### DATA
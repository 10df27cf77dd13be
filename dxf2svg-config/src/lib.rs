use std::env;
use std::fs;
use std::path::{Path, PathBuf};

use serde::Deserialize;
use thiserror::Error;

/// 指定配置文件路径的环境变量。
pub const CONFIG_ENV: &str = "DXF2SVG_CONFIG";

/// 应用配置的根结构。
#[derive(Debug, Clone, Default, PartialEq, Deserialize)]
pub struct AppConfig {
    #[serde(default)]
    pub logging: LoggingConfig,
    #[serde(default)]
    pub render: RenderConfig,
    #[serde(default)]
    pub page: PageConfig,
}

impl AppConfig {
    /// 从显式路径加载配置。
    pub fn from_file(path: impl AsRef<Path>) -> Result<Self, ConfigError> {
        let path = path.as_ref();
        let content = fs::read_to_string(path).map_err(|source| ConfigError::Io {
            path: path.to_path_buf(),
            source,
        })?;
        let config: Self = toml::from_str(&content).map_err(|source| ConfigError::Parse {
            path: path.to_path_buf(),
            source,
        })?;
        config.page.validate(path)?;
        Ok(config)
    }

    /// 自动发现配置文件：优先读取环境变量 `DXF2SVG_CONFIG`，否则寻找 `./config/dxf2svg.toml`。
    /// 若文件缺失，则返回默认配置。
    pub fn discover() -> Result<Self, ConfigError> {
        let cwd = env::current_dir().map_err(|source| ConfigError::Context {
            message: "获取当前工作目录失败".to_string(),
            source,
        })?;
        Self::discover_from(env::var_os(CONFIG_ENV).map(PathBuf::from), &cwd)
    }

    fn discover_from(explicit: Option<PathBuf>, base: &Path) -> Result<Self, ConfigError> {
        if let Some(path) = explicit {
            return Self::from_file(path);
        }

        let default_path = base.join("config").join("dxf2svg.toml");
        if default_path.exists() {
            Self::from_file(default_path)
        } else {
            Ok(Self::default())
        }
    }
}

/// 日志配置，`level` 为 tracing 的过滤指令。
#[derive(Debug, Clone, PartialEq, Deserialize)]
pub struct LoggingConfig {
    #[serde(default = "LoggingConfig::default_level")]
    pub level: String,
}

impl LoggingConfig {
    fn default_level() -> String {
        "info".to_string()
    }
}

impl Default for LoggingConfig {
    fn default() -> Self {
        Self {
            level: Self::default_level(),
        }
    }
}

/// 渲染默认值；颜色保持原始字符串，由调用方在加载文档前校验。
#[derive(Debug, Clone, PartialEq, Deserialize)]
pub struct RenderConfig {
    #[serde(default = "RenderConfig::default_layout")]
    pub layout: String,
    #[serde(default = "RenderConfig::default_background")]
    pub background: String,
    #[serde(default = "RenderConfig::default_line_color")]
    pub line_color: String,
}

impl RenderConfig {
    fn default_layout() -> String {
        "model".to_string()
    }

    fn default_background() -> String {
        "#0b1220".to_string()
    }

    fn default_line_color() -> String {
        "#f8fafc".to_string()
    }
}

impl Default for RenderConfig {
    fn default() -> Self {
        Self {
            layout: Self::default_layout(),
            background: Self::default_background(),
            line_color: Self::default_line_color(),
        }
    }
}

#[derive(Debug, Clone, Copy, PartialEq, Deserialize)]
pub struct PageConfig {
    #[serde(default = "PageConfig::default_width")]
    pub fallback_width: f64,
    #[serde(default = "PageConfig::default_height")]
    pub fallback_height: f64,
    #[serde(default = "PageConfig::default_min_dimension")]
    pub min_dimension: f64,
}

impl PageConfig {
    fn default_width() -> f64 {
        1920.0
    }

    fn default_height() -> f64 {
        1080.0
    }

    fn default_min_dimension() -> f64 {
        1.0
    }

    fn validate(&self, path: &Path) -> Result<(), ConfigError> {
        let checks = [
            ("page.fallback_width", self.fallback_width, false),
            ("page.fallback_height", self.fallback_height, false),
            ("page.min_dimension", self.min_dimension, true),
        ];
        for (key, value, zero_allowed) in checks {
            let valid = value.is_finite() && (value > 0.0 || (zero_allowed && value == 0.0));
            if !valid {
                return Err(ConfigError::Invalid {
                    path: path.to_path_buf(),
                    message: format!("{key} 的值 {value} 无效"),
                });
            }
        }
        Ok(())
    }
}

impl Default for PageConfig {
    fn default() -> Self {
        Self {
            fallback_width: Self::default_width(),
            fallback_height: Self::default_height(),
            min_dimension: Self::default_min_dimension(),
        }
    }
}

#[derive(Debug, Error)]
pub enum ConfigError {
    #[error("读取配置文件 {path:?} 失败: {source}")]
    Io {
        path: PathBuf,
        #[source]
        source: std::io::Error,
    },
    #[error("解析配置文件 {path:?} 失败: {source}")]
    Parse {
        path: PathBuf,
        #[source]
        source: toml::de::Error,
    },
    #[error("配置文件 {path:?} 无效: {message}")]
    Invalid { path: PathBuf, message: String },
    #[error("{message}")]
    Context {
        message: String,
        #[source]
        source: std::io::Error,
    },
}

#[cfg(test)]
mod tests {
    use super::*;
    use std::io::Write;

    #[test]
    fn defaults_are_returned_when_file_missing() {
        let dir = tempfile::tempdir().expect("temp dir");
        let cfg = AppConfig::discover_from(None, dir.path()).expect("discover should succeed");
        assert_eq!(cfg, AppConfig::default());
        assert_eq!(cfg.logging.level, "info");
        assert_eq!(cfg.render.layout, "model");
        assert_eq!(cfg.render.background, "#0b1220");
        assert_eq!(cfg.render.line_color, "#f8fafc");
        assert_eq!(cfg.page.fallback_width, 1920.0);
        assert_eq!(cfg.page.fallback_height, 1080.0);
    }

    #[test]
    fn load_from_temp_file() {
        let mut file = tempfile::NamedTempFile::new().expect("create temp file");
        writeln!(
            file,
            r##"
            [logging]
            level = "debug"

            [render]
            layout = "Sheet A"
            background = "#ffffff"

            [page]
            fallback_width = 297.0
            "##
        )
        .unwrap();

        let cfg = AppConfig::from_file(file.path()).expect("load config");
        assert_eq!(cfg.logging.level, "debug");
        assert_eq!(cfg.render.layout, "Sheet A");
        assert_eq!(cfg.render.background, "#ffffff");
        assert_eq!(cfg.render.line_color, "#f8fafc");
        assert_eq!(cfg.page.fallback_width, 297.0);
        assert_eq!(cfg.page.fallback_height, 1080.0);
    }

    #[test]
    fn project_directory_file_is_discovered() {
        let dir = tempfile::tempdir().expect("temp dir");
        fs::create_dir(dir.path().join("config")).expect("config dir");
        fs::write(
            dir.path().join("config").join("dxf2svg.toml"),
            "[render]\nline_color = \"#000000\"\n",
        )
        .expect("write config");

        let cfg = AppConfig::discover_from(None, dir.path()).expect("discover");
        assert_eq!(cfg.render.line_color, "#000000");
    }

    #[test]
    fn explicit_path_must_exist() {
        let dir = tempfile::tempdir().expect("temp dir");
        let missing = dir.path().join("nope.toml");
        let err = AppConfig::discover_from(Some(missing.clone()), dir.path())
            .expect_err("missing explicit file");
        match err {
            ConfigError::Io { path, .. } => assert_eq!(path, missing),
            other => panic!("期望 Io 错误，实际 {other:?}"),
        }
    }

    #[test]
    fn malformed_and_invalid_files_are_rejected() {
        let mut broken = tempfile::NamedTempFile::new().expect("temp file");
        writeln!(broken, "[page\nfallback_width = ").unwrap();
        assert!(matches!(
            AppConfig::from_file(broken.path()),
            Err(ConfigError::Parse { .. })
        ));

        let mut negative = tempfile::NamedTempFile::new().expect("temp file");
        writeln!(negative, "[page]\nfallback_height = -5.0").unwrap();
        let err = AppConfig::from_file(negative.path()).expect_err("negative height");
        assert!(err.to_string().contains("page.fallback_height"), "{err}");
    }
}
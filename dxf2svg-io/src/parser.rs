use std::collections::{BTreeMap, HashSet};
use std::f64::consts::TAU;

use dxf2svg_core::color::{Color, Rgb};
use dxf2svg_core::document::{
    Arc, BlockDefinition, BlockReference, Circle, Dimension, Document, Ellipse, Entity, Hatch,
    HatchBoundary, HatchEdge, Layer, LayoutId, Line, MODEL_SPACE_NAME, MText, PointEntity,
    Polyline, PolylineVertex, Solid, Spline, Text, ThreeDFace,
};
use dxf2svg_core::geometry::{Point2, Point3, Vector2};
use tracing::{debug, warn};

use crate::auditor::Auditor;
use crate::reader::DxfReader;

const ACTIVE_PAPER_SPACE_BLOCK: &str = "*Paper_Space";
const SYNTHESIZED_LAYOUT_NAME: &str = "Layout1";

#[derive(Debug, Clone, Copy, PartialEq, Eq)]
pub(crate) enum ParseMode {
    Strict,
    Recover,
}

#[derive(Debug)]
pub(crate) enum DxfError {
    /// 组码流本身损坏：严格模式下直接失败，修复模式下记为修正。
    Structure { message: String },
    /// 单个记录的字段无法解析。
    Invalid { message: String },
}

impl DxfError {
    pub(crate) fn structure(message: impl Into<String>) -> Self {
        Self::Structure {
            message: message.into(),
        }
    }

    pub(crate) fn invalid(message: impl Into<String>) -> Self {
        Self::Invalid {
            message: message.into(),
        }
    }
}

struct ParsedEntity {
    entity: Entity,
    paper_space: bool,
}

#[derive(Debug)]
struct LayoutRecord {
    name: String,
    tab_order: i32,
    block_record: Option<String>,
}

/// 所有实体共有的组码：图层、颜色与图纸空间标记。
#[derive(Debug, Default)]
struct CommonProps {
    layer: Option<String>,
    color_index: Option<i16>,
    true_color: Option<u32>,
    paper_space: bool,
}

impl CommonProps {
    fn accept(&mut self, code: i32, value: &str, kind: &str) -> Result<bool, DxfError> {
        match code {
            8 => self.layer = Some(value.trim().to_string()),
            62 => {
                self.color_index = Some(parse_i16(value, &format!("{kind} 颜色（组码 62）"))?);
            }
            420 => {
                self.true_color = Some(parse_u32(value, &format!("{kind} 真彩色（组码 420）"))?);
            }
            67 => {
                self.paper_space = parse_i16(value, &format!("{kind} 空间标记（组码 67）"))? == 1;
            }
            _ => return Ok(false),
        }
        Ok(true)
    }

    fn layer(&self) -> String {
        self.layer.clone().unwrap_or_else(|| "0".to_string())
    }

    fn color(&self) -> Option<Color> {
        match self.true_color {
            Some(value) => Some(Color::Rgb(Rgb::from_true_color(value))),
            None => self.color_index.and_then(Color::from_entity_index),
        }
    }

    fn finish(self, entity: Entity) -> ParsedEntity {
        ParsedEntity {
            entity,
            paper_space: self.paper_space,
        }
    }
}

pub(crate) struct DxfParser<'a> {
    reader: DxfReader<'a>,
    mode: ParseMode,
    auditor: Auditor,
    seen_layers: HashSet<String>,
    paper_entities: Vec<Entity>,
    layout_records: Vec<LayoutRecord>,
    skipped_kinds: BTreeMap<String, usize>,
}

### PROBLEM STATEMENT
Look through the listing, and copy each line that contains the word "filename".

### RESPONSE FOR THIS EXERCISE
filename dxf2svg-config/src/lib.rs
filename dxf2svg-io/src/parser.rs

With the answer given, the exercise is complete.